Benchmarking¶

General Concept¶

Benchmarking in the ChemX project is aimed at evaluating the performance of automated systems for extracting chemical information from scientific literature.

The evaluation compares different approaches and types of models, including:

large language models (LLMs),
multimodal systems,
multi-agent systems.

The goal is to identify the strengths and weaknesses of existing tools and methodologies, and to obtain practical insights into the capabilities of current models for chemical data extraction.

Methodology¶

The benchmarking covers a wide range of chemical domains, including nanomaterials and small molecules. Experiments were conducted in two key evaluation settings:

Mono-agent (single models)¶

Individual language models such as GPT-4o and LLaMA-4 were evaluated independently. The models processed input in PDF and JPEG formats and were tasked with extracting chemical information, including:

chemical entity recognition,
relation and property extraction,
construction of property–value pairs.

Multi-agent (agent-based workflows)¶

For more complex tasks, the NanoMINER system was used, involving multiple specialized agents. Specifically:

a YOLO-based agent was used for extracting information from images,
a GPT-4o-based agent was used for text-based entity recognition.

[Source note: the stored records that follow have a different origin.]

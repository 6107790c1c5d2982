//! Router Module Index
//!
//! Splits the API routes by access level so that authentication is applied
//! explicitly at the router layer, plus the path builders used for links.

/// Prefix every API route is nested under.
pub const API_PREFIX: &str = "/api";

/// Routes accessible to anonymous clients (read-only).
pub mod public;

/// Routes protected by the `require_auth` middleware.
pub mod authenticated;

/// Builders for the URLs handed back to clients.
pub mod paths;
use posts_api::{
    AppState,
    config::{AppConfig, Env},
    create_router,
    repository::{PostgresRepository, RepositoryState},
};
use sqlx::postgres::PgPoolOptions;
use std::{process::ExitCode, sync::Arc};
use tokio::net::TcpListener;
use tracing_subscriber::{layer::SubscriberExt, util::SubscriberInitExt};

/// main
///
/// Loads configuration, installs logging, connects and migrates the database,
/// then serves the API until the process is stopped.
#[tokio::main]
async fn main() -> ExitCode {
    // Loads .env settings before the configuration is read.
    dotenv::dotenv().ok();

    let config = match AppConfig::load() {
        Ok(config) => config,
        Err(err) => {
            // Logging is not installed yet.
            eprintln!("FATAL: invalid configuration: {err}");
            return ExitCode::FAILURE;
        }
    };

    // RUST_LOG wins; otherwise verbose defaults for local development.
    let env_filter = tracing_subscriber::EnvFilter::try_from_default_env()
        .unwrap_or_else(|_| "posts_api=debug,tower_http=info,axum=trace".into());

    match config.env {
        Env::Local => {
            tracing_subscriber::registry()
                .with(env_filter)
                .with(tracing_subscriber::fmt::layer().pretty())
                .init();
        }
        Env::Production => {
            // JSON lines for the log aggregator.
            tracing_subscriber::registry()
                .with(env_filter)
                .with(tracing_subscriber::fmt::layer().json())
                .init();
        }
    }

    tracing::info!("Application starting in {:?} mode", config.env);

    match run(config).await {
        Ok(()) => ExitCode::SUCCESS,
        Err(err) => {
            tracing::error!(error = %err, "server stopped");
            ExitCode::FAILURE
        }
    }
}

async fn run(config: AppConfig) -> Result<(), Box<dyn std::error::Error>> {
    let pool = PgPoolOptions::new()
        .max_connections(config.db_max_connections)
        .connect(&config.db_url)
        .await?;

    let postgres = PostgresRepository::new(pool);
    postgres.migrate().await?;
    tracing::info!("Database migrations applied.");

    let repo = Arc::new(postgres) as RepositoryState;

    let bind_addr = config.bind_addr.clone();
    let app = create_router(AppState { repo, config });

    let listener = TcpListener::bind(&bind_addr).await?;
    tracing::info!("Listening on {}", bind_addr);
    tracing::info!("API Documentation (Swagger UI) available at: http://{}/swagger-ui", bind_addr);

    axum::serve(listener, app).await?;
    Ok(())
}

This approach is designed for handling multimodal documents that include textual descriptions, tables, and figures.

Benchmarking Tasks¶

The evaluation covers the following types of extraction tasks:

Entity Recognition — extracting chemical entities such as compounds, materials, properties;
Property–Value Extraction — extracting property–value pairs from scientific text;
Figure–Text Linking — linking visual elements (figures) with their corresponding textual descriptions.

Evaluation Metrics¶

To measure the quality of extracted information, the following metrics were used:

Precision — the proportion of correctly extracted elements out of all predicted elements.
Recall — the proportion of correctly extracted elements out of all relevant (ground truth) elements.
F1 Score — the harmonic mean of precision and recall.
Error Rate — the number of errors in extraction; lower values indicate better performance.
Task-Specific Metrics — additional metrics used in multimodal tasks, such as the accuracy of text–figure linking.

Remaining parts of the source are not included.